#### Exercise objective:
Start at the line in the entries below that contains "repository 38eaa3fee242e9e8", stop at the line that contains "profiler needs to", and output exactly the lines in that span, both ends included.

#### Data to examine:
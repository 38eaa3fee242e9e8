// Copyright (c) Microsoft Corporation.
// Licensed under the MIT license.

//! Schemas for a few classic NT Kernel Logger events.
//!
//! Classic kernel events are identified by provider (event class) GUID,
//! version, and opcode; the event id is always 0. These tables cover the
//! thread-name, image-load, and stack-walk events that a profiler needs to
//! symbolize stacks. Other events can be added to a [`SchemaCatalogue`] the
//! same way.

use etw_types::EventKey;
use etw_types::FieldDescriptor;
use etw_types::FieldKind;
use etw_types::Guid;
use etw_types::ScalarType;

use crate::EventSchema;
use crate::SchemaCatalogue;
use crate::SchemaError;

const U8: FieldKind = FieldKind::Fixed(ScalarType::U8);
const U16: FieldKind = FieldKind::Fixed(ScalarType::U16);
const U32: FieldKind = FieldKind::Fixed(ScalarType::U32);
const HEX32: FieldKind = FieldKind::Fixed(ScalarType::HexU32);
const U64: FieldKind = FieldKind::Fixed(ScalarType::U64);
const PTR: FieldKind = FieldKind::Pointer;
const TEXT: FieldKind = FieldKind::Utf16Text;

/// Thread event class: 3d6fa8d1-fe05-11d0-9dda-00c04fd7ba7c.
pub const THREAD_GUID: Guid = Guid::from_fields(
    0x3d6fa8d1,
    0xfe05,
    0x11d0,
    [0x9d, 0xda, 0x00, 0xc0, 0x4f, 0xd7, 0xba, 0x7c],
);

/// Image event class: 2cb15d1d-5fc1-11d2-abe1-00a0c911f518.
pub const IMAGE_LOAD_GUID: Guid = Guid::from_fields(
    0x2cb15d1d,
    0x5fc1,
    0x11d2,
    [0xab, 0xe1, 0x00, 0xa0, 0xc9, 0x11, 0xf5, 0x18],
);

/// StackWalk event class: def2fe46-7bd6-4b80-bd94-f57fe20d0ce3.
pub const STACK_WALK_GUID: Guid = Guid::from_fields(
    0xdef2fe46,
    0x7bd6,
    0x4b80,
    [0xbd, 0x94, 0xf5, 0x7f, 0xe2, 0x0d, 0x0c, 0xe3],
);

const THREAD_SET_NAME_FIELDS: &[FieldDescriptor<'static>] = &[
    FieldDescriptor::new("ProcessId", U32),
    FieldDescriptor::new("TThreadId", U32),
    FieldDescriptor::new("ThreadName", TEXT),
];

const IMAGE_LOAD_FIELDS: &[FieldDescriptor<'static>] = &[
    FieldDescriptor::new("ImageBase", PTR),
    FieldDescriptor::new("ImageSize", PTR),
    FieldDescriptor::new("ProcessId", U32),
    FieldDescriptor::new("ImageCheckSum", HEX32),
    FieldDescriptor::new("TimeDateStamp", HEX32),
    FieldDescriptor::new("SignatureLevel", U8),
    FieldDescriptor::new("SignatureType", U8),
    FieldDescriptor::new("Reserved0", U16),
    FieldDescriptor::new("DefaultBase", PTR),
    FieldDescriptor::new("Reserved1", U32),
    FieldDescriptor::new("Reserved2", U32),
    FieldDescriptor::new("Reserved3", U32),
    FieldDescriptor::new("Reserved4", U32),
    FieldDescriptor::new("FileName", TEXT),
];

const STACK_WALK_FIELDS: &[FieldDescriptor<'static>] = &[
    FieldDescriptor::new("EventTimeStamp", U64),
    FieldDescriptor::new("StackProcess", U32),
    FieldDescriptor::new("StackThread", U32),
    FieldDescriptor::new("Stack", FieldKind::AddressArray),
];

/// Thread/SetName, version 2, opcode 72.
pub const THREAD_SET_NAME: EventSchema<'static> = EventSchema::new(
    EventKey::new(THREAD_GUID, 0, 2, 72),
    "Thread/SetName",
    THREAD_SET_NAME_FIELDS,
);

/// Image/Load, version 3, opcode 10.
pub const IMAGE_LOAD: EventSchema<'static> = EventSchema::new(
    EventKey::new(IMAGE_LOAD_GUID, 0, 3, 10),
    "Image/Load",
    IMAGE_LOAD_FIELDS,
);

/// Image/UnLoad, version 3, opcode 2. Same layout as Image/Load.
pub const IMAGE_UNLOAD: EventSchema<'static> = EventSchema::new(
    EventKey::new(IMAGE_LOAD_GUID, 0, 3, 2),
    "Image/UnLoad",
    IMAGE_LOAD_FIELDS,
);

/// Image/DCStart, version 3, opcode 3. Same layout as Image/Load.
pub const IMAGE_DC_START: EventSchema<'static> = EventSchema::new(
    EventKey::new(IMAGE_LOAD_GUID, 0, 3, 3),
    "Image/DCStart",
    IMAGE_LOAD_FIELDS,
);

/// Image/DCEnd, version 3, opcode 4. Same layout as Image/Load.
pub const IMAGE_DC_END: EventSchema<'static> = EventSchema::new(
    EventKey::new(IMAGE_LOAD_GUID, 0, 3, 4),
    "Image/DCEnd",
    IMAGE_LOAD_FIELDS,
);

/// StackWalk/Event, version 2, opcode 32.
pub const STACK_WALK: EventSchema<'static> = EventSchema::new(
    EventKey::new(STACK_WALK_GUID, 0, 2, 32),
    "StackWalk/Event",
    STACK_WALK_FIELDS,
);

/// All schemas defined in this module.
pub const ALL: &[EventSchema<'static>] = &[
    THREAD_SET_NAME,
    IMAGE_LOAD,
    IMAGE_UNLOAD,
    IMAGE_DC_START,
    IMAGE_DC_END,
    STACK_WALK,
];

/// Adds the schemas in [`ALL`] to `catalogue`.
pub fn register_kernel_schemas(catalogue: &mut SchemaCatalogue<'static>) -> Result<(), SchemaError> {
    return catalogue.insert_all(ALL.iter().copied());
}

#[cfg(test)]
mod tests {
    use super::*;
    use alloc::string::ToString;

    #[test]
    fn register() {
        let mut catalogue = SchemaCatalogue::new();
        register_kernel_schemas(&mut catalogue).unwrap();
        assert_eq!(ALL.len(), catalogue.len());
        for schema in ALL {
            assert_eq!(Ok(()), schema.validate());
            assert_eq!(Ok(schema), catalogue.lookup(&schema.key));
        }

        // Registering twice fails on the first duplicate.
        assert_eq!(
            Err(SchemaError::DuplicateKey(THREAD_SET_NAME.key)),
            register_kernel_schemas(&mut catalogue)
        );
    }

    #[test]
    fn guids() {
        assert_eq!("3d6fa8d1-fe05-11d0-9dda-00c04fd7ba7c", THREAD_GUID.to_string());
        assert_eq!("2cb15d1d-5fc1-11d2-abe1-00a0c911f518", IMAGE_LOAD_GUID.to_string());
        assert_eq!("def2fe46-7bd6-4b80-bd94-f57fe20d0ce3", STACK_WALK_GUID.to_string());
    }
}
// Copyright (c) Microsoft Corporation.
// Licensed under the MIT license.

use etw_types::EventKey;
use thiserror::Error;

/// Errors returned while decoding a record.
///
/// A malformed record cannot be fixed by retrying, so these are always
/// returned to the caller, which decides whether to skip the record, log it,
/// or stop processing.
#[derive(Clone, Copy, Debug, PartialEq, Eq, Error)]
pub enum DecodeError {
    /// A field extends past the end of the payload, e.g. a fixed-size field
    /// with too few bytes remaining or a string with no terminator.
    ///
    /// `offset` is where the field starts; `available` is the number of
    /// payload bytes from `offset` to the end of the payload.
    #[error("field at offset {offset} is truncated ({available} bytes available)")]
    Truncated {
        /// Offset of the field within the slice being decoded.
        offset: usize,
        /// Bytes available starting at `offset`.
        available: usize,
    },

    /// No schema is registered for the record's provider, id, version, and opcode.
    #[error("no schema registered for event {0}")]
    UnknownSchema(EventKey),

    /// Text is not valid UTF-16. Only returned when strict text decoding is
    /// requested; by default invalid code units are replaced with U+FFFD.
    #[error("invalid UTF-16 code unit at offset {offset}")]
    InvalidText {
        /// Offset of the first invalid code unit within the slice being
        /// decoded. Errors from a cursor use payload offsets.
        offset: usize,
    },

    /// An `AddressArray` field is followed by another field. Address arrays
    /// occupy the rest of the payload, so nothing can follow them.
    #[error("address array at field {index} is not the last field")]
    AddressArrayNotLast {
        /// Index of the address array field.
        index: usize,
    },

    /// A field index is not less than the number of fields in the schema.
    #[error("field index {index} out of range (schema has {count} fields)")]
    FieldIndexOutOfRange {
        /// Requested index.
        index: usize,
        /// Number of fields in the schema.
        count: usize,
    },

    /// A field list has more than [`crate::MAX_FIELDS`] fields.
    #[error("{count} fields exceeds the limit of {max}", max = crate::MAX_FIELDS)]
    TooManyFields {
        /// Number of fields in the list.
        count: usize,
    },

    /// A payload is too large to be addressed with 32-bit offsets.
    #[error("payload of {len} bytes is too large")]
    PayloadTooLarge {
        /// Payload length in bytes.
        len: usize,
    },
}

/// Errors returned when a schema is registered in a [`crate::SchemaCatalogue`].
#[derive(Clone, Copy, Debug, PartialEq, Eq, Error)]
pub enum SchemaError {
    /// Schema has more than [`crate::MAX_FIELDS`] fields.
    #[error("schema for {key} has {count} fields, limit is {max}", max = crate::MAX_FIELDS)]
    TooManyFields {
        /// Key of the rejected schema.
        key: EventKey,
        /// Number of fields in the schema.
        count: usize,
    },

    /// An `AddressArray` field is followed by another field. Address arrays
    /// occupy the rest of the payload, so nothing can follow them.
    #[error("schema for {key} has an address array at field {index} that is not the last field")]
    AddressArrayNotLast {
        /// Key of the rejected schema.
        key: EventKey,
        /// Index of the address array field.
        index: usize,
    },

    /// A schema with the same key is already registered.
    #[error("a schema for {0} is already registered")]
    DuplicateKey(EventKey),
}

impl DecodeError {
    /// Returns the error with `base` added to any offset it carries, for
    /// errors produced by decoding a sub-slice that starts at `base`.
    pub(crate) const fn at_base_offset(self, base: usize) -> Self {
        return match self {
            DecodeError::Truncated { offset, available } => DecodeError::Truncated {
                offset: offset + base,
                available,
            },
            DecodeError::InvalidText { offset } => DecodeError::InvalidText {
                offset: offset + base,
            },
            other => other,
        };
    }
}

...

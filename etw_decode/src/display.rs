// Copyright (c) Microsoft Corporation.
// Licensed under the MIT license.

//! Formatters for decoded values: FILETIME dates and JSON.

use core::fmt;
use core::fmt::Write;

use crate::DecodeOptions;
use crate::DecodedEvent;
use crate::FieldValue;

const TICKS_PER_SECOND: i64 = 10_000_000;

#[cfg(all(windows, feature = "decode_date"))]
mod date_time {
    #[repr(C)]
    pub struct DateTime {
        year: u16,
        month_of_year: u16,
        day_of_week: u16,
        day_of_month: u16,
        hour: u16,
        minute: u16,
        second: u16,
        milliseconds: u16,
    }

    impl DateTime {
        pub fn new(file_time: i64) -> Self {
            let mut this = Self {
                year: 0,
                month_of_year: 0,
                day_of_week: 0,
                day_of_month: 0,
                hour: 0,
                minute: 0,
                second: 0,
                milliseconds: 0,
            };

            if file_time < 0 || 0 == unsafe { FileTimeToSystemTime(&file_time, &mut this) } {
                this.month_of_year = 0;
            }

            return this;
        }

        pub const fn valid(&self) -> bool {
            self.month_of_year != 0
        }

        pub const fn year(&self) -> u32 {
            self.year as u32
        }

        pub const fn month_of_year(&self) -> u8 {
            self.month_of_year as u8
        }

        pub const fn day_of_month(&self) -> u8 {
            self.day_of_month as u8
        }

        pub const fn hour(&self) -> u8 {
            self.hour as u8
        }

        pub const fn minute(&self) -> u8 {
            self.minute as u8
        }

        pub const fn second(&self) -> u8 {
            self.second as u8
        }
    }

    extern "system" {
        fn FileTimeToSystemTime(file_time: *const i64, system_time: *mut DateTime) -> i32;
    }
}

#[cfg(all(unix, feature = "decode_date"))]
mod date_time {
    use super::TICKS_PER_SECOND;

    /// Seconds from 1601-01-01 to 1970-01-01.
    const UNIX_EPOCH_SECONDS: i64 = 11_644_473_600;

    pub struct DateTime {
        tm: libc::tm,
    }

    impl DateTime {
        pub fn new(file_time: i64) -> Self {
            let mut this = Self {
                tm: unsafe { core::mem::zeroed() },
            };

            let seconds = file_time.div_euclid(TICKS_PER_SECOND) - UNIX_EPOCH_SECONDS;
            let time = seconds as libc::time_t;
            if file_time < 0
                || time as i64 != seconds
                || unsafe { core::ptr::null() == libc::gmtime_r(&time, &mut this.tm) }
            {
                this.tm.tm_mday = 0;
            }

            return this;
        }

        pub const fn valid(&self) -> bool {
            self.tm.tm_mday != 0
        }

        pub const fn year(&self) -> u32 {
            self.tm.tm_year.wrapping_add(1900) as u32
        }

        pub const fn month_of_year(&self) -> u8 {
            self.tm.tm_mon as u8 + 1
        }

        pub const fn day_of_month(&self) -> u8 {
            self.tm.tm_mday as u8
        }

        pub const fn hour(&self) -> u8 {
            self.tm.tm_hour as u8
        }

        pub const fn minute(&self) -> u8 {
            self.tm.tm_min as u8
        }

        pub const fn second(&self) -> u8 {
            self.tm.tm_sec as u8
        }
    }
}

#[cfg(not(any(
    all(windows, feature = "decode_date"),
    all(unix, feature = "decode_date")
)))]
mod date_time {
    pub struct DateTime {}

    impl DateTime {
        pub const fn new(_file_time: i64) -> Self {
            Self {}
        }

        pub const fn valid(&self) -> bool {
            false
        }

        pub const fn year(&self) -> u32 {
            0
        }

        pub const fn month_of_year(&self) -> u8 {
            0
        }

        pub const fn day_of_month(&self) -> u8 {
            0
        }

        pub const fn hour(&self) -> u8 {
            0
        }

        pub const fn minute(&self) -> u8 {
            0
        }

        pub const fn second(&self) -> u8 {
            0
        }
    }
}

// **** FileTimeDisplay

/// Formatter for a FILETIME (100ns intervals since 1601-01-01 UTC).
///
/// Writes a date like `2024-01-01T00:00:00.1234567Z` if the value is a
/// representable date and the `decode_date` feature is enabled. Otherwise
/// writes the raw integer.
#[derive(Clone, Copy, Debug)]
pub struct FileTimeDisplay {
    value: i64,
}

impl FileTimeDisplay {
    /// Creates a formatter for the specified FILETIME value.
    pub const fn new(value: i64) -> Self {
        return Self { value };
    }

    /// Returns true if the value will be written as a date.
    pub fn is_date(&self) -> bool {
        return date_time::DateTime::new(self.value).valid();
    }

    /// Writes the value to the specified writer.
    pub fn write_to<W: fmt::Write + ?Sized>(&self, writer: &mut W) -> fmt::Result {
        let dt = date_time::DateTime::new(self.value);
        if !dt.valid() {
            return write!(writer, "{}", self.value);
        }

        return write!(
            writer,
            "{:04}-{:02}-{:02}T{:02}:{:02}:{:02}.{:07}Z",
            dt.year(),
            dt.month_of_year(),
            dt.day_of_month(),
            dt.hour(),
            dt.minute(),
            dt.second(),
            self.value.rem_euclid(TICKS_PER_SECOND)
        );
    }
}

#### Reply to the exercise:
repository 38eaa3fee242e9e8
// Copyright (c) Microsoft Corporation.
// Licensed under the MIT license.

//! Schemas for a few classic NT Kernel Logger events.
//!
//! Classic kernel events are identified by provider (event class) GUID,
//! version, and opcode; the event id is always 0. These tables cover the
//! thread-name, image-load, and stack-walk events that a profiler needs to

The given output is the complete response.